### The data:

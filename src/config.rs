use crate::formatters::html::DetailLevel;
use crate::formatters::loki::LabelTemplate;

/// Construction-time identity shared by all formatters.
///
/// Formatters copy what they need out of this at construction and
/// never mutate it afterwards, which is what makes instances freely
/// shareable across threads.
#[derive(Debug, Clone)]
pub struct FormatterConfig {
    /// Product name injected into service-identity blocks.
    pub product: String,
    /// Product version (overridden per record by `context.version`
    /// where a destination carries an app version).
    pub version: String,
    /// Release stage / environment name ("production", "staging", ...).
    pub stage: String,
    /// Host identity; per-record `context.instance` takes precedence.
    pub hostname: String,
    /// Site URL; the incident trackers derive their app id from it.
    pub site_url: String,
    /// Index routing for the Elastic-family formatters.
    pub index: String,
    /// Job name / tag for Loki, Fluentd and Stackdriver.
    pub job: String,
    /// Loki stream label template.
    pub label_template: LabelTemplate,
    /// Verbosity model for the HTML formatter.
    pub detail: DetailLevel,
}

impl Default for FormatterConfig {
    fn default() -> Self {
        FormatterConfig {
            product: "logwire".to_string(),
            version: env!("CARGO_PKG_VERSION").to_string(),
            stage: "production".to_string(),
            hostname: "localhost".to_string(),
            site_url: "https://localhost".to_string(),
            index: "logs".to_string(),
            job: "logwire".to_string(),
            label_template: LabelTemplate::default(),
            detail: DetailLevel::default(),
        }
    }
}

/// App id derived from a site URL: scheme stripped, `/` → `_`.
pub(crate) fn app_id(site_url: &str) -> String {
    let stripped = site_url
        .strip_prefix("https://")
        .or_else(|| site_url.strip_prefix("http://"))
        .unwrap_or(site_url);
    stripped.trim_end_matches('/').replace('/', "_")
}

### Directions for this task:
From the listing above, pick out each line where the word "identity" appears.

### Written response:
/// Construction-time identity shared by all formatters.
    /// Product name injected into service-identity blocks.
    /// Host identity; per-record `context.instance` takes precedence.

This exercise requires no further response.